* [Your instructions]: In the entries below, count every line that has the string "CodecOptions", and answer with that count alone.

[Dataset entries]
====

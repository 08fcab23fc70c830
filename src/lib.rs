//! Gmail Rules
//!
//! Mirrors a Gmail mailbox into a local SQLite store and applies declarative
//! rules ("if the subject contains X and the sender is Y, move to Z") to it.
//!
//! # Overview
//!
//! - **Sync**: incremental or full pull of messages into the mirror, keyed by
//!   Gmail message id and bounded by a derived date watermark
//! - **Rules**: JSON rulesets of typed predicates joined by ANY/ALL, validated
//!   in full at load time
//! - **Actions**: mark read, mark unread, or move between mailboxes, applied
//!   to Gmail first and to the mirror only once Gmail confirms
//!
//! # Example Usage
//!
//! ```no_run
//! use gmail_rules::{auth, client::GmailMailboxClient, config::Config, rules::RuleSet, runner};
//!
//! #[tokio::main]
//! async fn main() -> anyhow::Result<()> {
//!     let config = Config::load("config.toml".as_ref()).await?;
//!     let mut mirror = config.mirror.open()?;
//!
//!     let hub = auth::initialize_gmail_hub(
//!         "credentials.json".as_ref(),
//!         ".gmail-rules/token.json".as_ref(),
//!     ).await?;
//!     let client = GmailMailboxClient::new(hub);
//!
//!     runner::run_sync(&client, &mut mirror, true, config.sync.max_concurrent_fetches, None).await?;
//!
//!     let ruleset = RuleSet::load("rules.json".as_ref()).await?;
//!     let report = runner::run_ruleset(&client, &mut mirror, &ruleset, false).await?;
//!     println!("{}", report.summary());
//!     Ok(())
//! }
//! ```
//!
//! # Module Organization
//!
//! - [`auth`] - OAuth2 authentication and Gmail API initialization
//! - [`client`] - Remote mailbox trait and its Gmail implementation
//! - [`cli`] - Command-line interface and report rendering
//! - [`config`] - Configuration management
//! - [`error`] - Error types and result aliases
//! - [`executor`] - Applies a single action to a single message
//! - [`mime`] - Raw RFC 822 decoding into message records
//! - [`mirror`] - SQLite mirror of message metadata
//! - [`models`] - Message records and mailbox transitions
//! - [`predicate`] - Typed field predicates and date literals
//! - [`rules`] - Rules, rulesets and the ruleset loader
//! - [`runner`] - Sync and ruleset orchestration
//! - [`sync`] - Incremental and full mirror reconciliation

pub mod auth;
pub mod cli;
pub mod client;
pub mod config;
pub mod error;
pub mod executor;
pub mod mime;
pub mod mirror;
pub mod models;
pub mod predicate;
pub mod rules;
pub mod runner;
pub mod sync;

// Re-export commonly used types for convenience
pub use error::{ActionFailure, GmailError, Result, RuleViolation};

// Core data models
pub use models::{EmailRecord, Mailbox, RawMessage};

// Rules
pub use predicate::Predicate;
pub use rules::{Action, Condition, MatchOperator, Rule, RuleSet};

// Config types
pub use config::{Config, ExecutionConfig, MirrorConfig, SyncConfig};

// Mailbox access and storage
pub use client::{GmailMailboxClient, MailboxClient};
pub use mirror::{MatchedEmail, Mirror};

// Execution
pub use executor::{ActionExecutor, ActionOutcome};
pub use runner::{run_ruleset, run_ruleset_file, run_sync, ActionRecord, FailedAction, RunReport};
pub use sync::{SyncOutcome, SyncReconciler};

// CLI types (for binary usage)
pub use cli::{Cli, Commands, ProgressReporter};
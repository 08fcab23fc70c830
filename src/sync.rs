//! Sync reconciler: pulls new remote messages into the mirror

use chrono::{DateTime, Utc};
use futures::stream::{self, StreamExt, TryStreamExt};
use std::sync::Arc;
use tracing::{debug, info};

use crate::client::MailboxClient;
use crate::error::{GmailError, Result};
use crate::mime::decode_message;
use crate::mirror::Mirror;
use crate::models::EmailRecord;

/// Progress callback invoked once per fetched message
pub type ProgressCallback = Arc<dyn Fn() + Send + Sync>;

/// Summary of one sync pass
#[derive(Debug, Clone, PartialEq)]
pub struct SyncOutcome {
    /// Lower bound sent to the remote listing, if any
    pub after: Option<DateTime<Utc>>,
    pub merged: usize,
}

pub struct SyncReconciler<'a> {
    client: &'a dyn MailboxClient,
    max_concurrent_fetches: usize,
    on_progress: Option<ProgressCallback>,
}

impl<'a> SyncReconciler<'a> {
    pub fn new(client: &'a dyn MailboxClient, max_concurrent_fetches: usize) -> Self {
        Self {
            client,
            max_concurrent_fetches: max_concurrent_fetches.max(1),
            on_progress: None,
        }
    }

    pub fn with_progress(mut self, on_progress: ProgressCallback) -> Self {
        self.on_progress = Some(on_progress);
        self
    }

    /// Merge remote messages into the mirror.
    ///
    /// Incremental syncs request only mail after the mirror's watermark; full
    /// syncs request everything. Every fetched message is upserted by id in a
    /// single transaction, so a failure anywhere leaves the mirror unchanged.
    pub async fn sync(&self, mirror: &mut Mirror, incremental: bool) -> Result<SyncOutcome> {
        let after = if incremental {
            Some(mirror.watermark()?)
        } else {
            None
        };

        let ids = self.client.list_message_ids(after).await?;
        info!("Fetching {} messages from Gmail", ids.len());

        let records = self.fetch_records(ids).await?;
        let merged = mirror.upsert_batch(&records)?;

        info!("Added {} emails to the mirror", merged);
        Ok(SyncOutcome { after, merged })
    }

    async fn fetch_records(&self, ids: Vec<String>) -> Result<Vec<EmailRecord>> {
        stream::iter(ids)
            .map(|id| {
                let client = self.client;
                let on_progress = self.on_progress.clone();
                async move {
                    let raw = client.fetch_raw(&id).await?;
                    let record = decode_message(&raw)?;
                    debug!("Fetched {} from {}", record.id, record.from_email);
                    if let Some(callback) = on_progress {
                        callback();
                    }
                    Ok::<_, GmailError>(record)
                }
            })
            .buffered(self.max_concurrent_fetches)
            .try_collect()
            .await
    }
}
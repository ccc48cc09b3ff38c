// SPDX-License-Identifier: GPL-3.0-or-later

/*
 *  src/record.rs - Encoding and decoding of whole fixed-width records.
 *  Copyright (C) 2026  Forest Crossman <cyrozap@gmail.com>
 *
 *  This program is free software: you can redistribute it and/or modify
 *  it under the terms of the GNU General Public License as published by
 *  the Free Software Foundation, either version 3 of the License, or
 *  (at your option) any later version.
 *
 *  This program is distributed in the hope that it will be useful,
 *  but WITHOUT ANY WARRANTY; without even the implied warranty of
 *  MERCHANTABILITY or FITNESS FOR A PARTICULAR PURPOSE.  See the
 *  GNU General Public License for more details.
 *
 *  You should have received a copy of the GNU General Public License
 *  along with this program.  If not, see <https://www.gnu.org/licenses/>.
 */

/*!
 * # `record` Module
 *
 * This module turns typed records into fixed-width lines and back.
 *
 * ## Usage Example
 *
 * ```
 * use fixedwidth::impl_record;
 * use fixedwidth::record::RecordCodec;
 * use fixedwidth::spec::{FieldDecl, Kind, PadPosition};
 *
 * #[derive(Debug, Default, PartialEq)]
 * struct Item {
 *     code: String,
 *     qty: i64,
 * }
 *
 * impl_record!(Item {
 *     fields: {
 *         code => FieldDecl::new(1).length(3).kind(Kind::String).pad(' ', PadPosition::Right),
 *         qty => FieldDecl::new(4).length(4).kind(Kind::Integer).pad('0', PadPosition::Left),
 *     }
 * });
 *
 * let codec = RecordCodec::new();
 * let line = codec.encode(&Item { code: "AB".into(), qty: 7 }).unwrap();
 * assert_eq!(line, "AB 0007");
 *
 * let mut item = Item::default();
 * codec.decode(&line, &mut item).unwrap();
 * assert_eq!(item, Item { code: "AB".into(), qty: 7 });
 * ```
 */

use std::sync::Arc;
use std::sync::atomic::{AtomicU64, Ordering};

use crate::error::{Error, Result};
use crate::spec::{FieldSpec, Schema, SchemaCache, SchemaDeclaration};
use crate::value::{self, Value};

/// A type whose instances map to fixed-width records.
///
/// Usually implemented with [impl_record!](crate::impl_record).
pub trait Record: 'static {
    /// The declared layout of this record type.
    fn declaration() -> SchemaDeclaration;

    /// Returns the value of the named field, or `None` if there is no such
    /// field.
    fn field(&self, name: &str) -> Option<Value>;

    /// Assigns a decoded value to the named field.
    fn set_field(&mut self, name: &str, value: Value) -> Result<()>;
}

/// Implements [Record] for a struct from a list of field declarations.
///
/// Each field's name in the schema is the struct field's identifier. Field
/// types must implement [ToValue](crate::value::ToValue) and
/// [FromValue](crate::value::FromValue).
#[macro_export]
macro_rules! impl_record {
    (
        $ty:ty {
            $(defaults: $defaults:expr,)?
            fields: {
                $($field:ident => $decl:expr),+ $(,)?
            } $(,)?
        }
    ) => {
        impl $crate::record::Record for $ty {
            fn declaration() -> $crate::spec::SchemaDeclaration {
                let mut declaration = $crate::spec::SchemaDeclaration::new();
                $(declaration = declaration.with_defaults($defaults);)?
                $(declaration = declaration.field(stringify!($field), $decl);)+
                declaration
            }

            fn field(&self, name: &str) -> ::core::option::Option<$crate::value::Value> {
                match name {
                    $(stringify!($field) => ::core::option::Option::Some(
                        $crate::value::ToValue::to_value(&self.$field),
                    ),)+
                    _ => ::core::option::Option::None,
                }
            }

            fn set_field(
                &mut self,
                name: &str,
                value: $crate::value::Value,
            ) -> $crate::error::Result<()> {
                match name {
                    $(stringify!($field) => {
                        self.$field = $crate::value::FromValue::from_value(value, name)?;
                        ::core::result::Result::Ok(())
                    })+
                    _ => ::core::result::Result::Err($crate::error::Error::UnknownField {
                        field: name.to_string(),
                    }),
                }
            }
        }
    };
}

/// What to do when a line ends before a field does.
#[derive(Debug, Clone, Copy, PartialEq, Eq, Default)]
pub enum ShortLinePolicy {
    /// Use whatever part of the field is present, possibly nothing.
    #[default]
    Lenient,
    /// Fail with [Error::ShortLine].
    Strict,
}

/// Decoding options.
#[derive(Debug, Clone, Copy, PartialEq, Eq, Default)]
pub struct CodecOptions {
    pub short_lines: ShortLinePolicy,
}

/// Encodes and decodes records, caching each record type's resolved schema.
#[derive(Debug, Default)]
pub struct RecordCodec {
    options: CodecOptions,
    schemas: SchemaCache,
    short_reads: AtomicU64,
}

impl RecordCodec {
    pub fn new() -> Self {
        Self::default()
    }

    pub fn with_options(options: CodecOptions) -> Self {
        Self {
            options,
            ..Self::default()
        }
    }

    pub fn options(&self) -> &CodecOptions {
        &self.options
    }

    /// Returns the resolved schema for `R`.
    pub fn schema<R: Record>(&self) -> Result<Arc<Schema>> {
        self.schemas.get_or_resolve::<R>()
    }

    /// Encodes `record` as one line, without a line terminator.
    pub fn encode<R: Record>(&self, record: &R) -> Result<String> {
        let schema = self.schema::<R>()?;
        encode_with(&schema, record)
    }

    /// Decodes `line` into `record`, overwriting every field in the schema.
    pub fn decode<'r, R: Record>(&self, line: &str, record: &'r mut R) -> Result<&'r mut R> {
        let schema = self.schema::<R>()?;
        let mut short = 0;
        let result = decode_fields(&schema, line, record, &self.options, &mut short);
        if short > 0 {
            self.short_reads.fetch_add(short, Ordering::Relaxed);
        }
        result?;
        Ok(record)
    }

    /// Number of fields so far that were read from a line too short to hold
    /// them.
    pub fn short_reads(&self) -> u64 {
        self.short_reads.load(Ordering::Relaxed)
    }
}

/// Encodes `record` using an already-resolved schema.
pub fn encode_with<R: Record>(schema: &Schema, record: &R) -> Result<String> {
    let mut line = String::with_capacity(schema.record_length.unwrap_or_default());
    for spec in &schema.fields {
        let value = record.field(&spec.name).ok_or_else(|| Error::UnknownField {
            field: spec.name.clone(),
        })?;
        line.push_str(&value::format(spec, &value)?);
    }

    if let Some(expected) = schema.record_length {
        if line.len() != expected {
            return Err(Error::RecordLengthMismatch {
                actual: line.len(),
                expected,
            });
        }
    }

    tracing::trace!(length = line.len(), "encoded record");
    Ok(line)
}

/// Decodes `line` into `record` using an already-resolved schema.
pub fn decode_with<'r, R: Record>(
    schema: &Schema,
    line: &str,
    record: &'r mut R,
    options: &CodecOptions,
) -> Result<&'r mut R> {
    decode_fields(schema, line, record, options, &mut 0)?;
    Ok(record)
}

// Counts fields that ran past the end of the line in `short`, including
// those read before a failure.
fn decode_fields<R: Record>(
    schema: &Schema,
    line: &str,
    record: &mut R,
    options: &CodecOptions,
    short: &mut u64,
) -> Result<()> {
    for spec in &schema.fields {
        let (text, complete) = field_text(spec, line, options)?;
        if !complete {
            *short += 1;
        }
        record.set_field(&spec.name, value::transform(spec, text)?)?;
    }

    tracing::trace!(length = line.len(), short_fields = *short, "decoded record");
    Ok(())
}

fn field_text<'a>(
    spec: &FieldSpec,
    line: &'a str,
    options: &CodecOptions,
) -> Result<(&'a str, bool)> {
    let bytes = line.as_bytes();
    let range = spec.range();
    let start = range.start.min(bytes.len());
    let end = range.end.min(bytes.len());
    let complete = end == range.end;

    if !complete {
        tracing::debug!(
            field = %spec.name,
            start = spec.start,
            length = spec.length,
            available = line.len(),
            "line ends inside field"
        );
        if options.short_lines == ShortLinePolicy::Strict {
            return Err(Error::ShortLine {
                field: spec.name.clone(),
                needed: range.end,
                available: line.len(),
            });
        }
    }

    let text = std::str::from_utf8(&bytes[start..end]).map_err(|e| Error::FieldParse {
        field: spec.name.clone(),
        kind: spec.kind,
        text: String::from_utf8_lossy(&bytes[start..end]).into_owned(),
        reason: format!("field boundary splits a character ({})", e),
    })?;

    Ok((text, complete))
}

/// Returns up to `length` bytes of `line` starting at the 1-based `start`.
///
/// Used to read a record type discriminator before choosing which record
/// type to decode a line into. Returns `None` if `start` lies beyond the end
/// of the line; a `start` just past the last byte yields an empty string.
pub fn record_identifier(line: &str, start: usize, length: usize) -> Option<&str> {
    let offset = start.checked_sub(1)?;
    if offset > line.len() {
        return None;
    }
    let end = offset.saturating_add(length).min(line.len());
    line.get(offset..end)
}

====

* [Solution for this task]: 7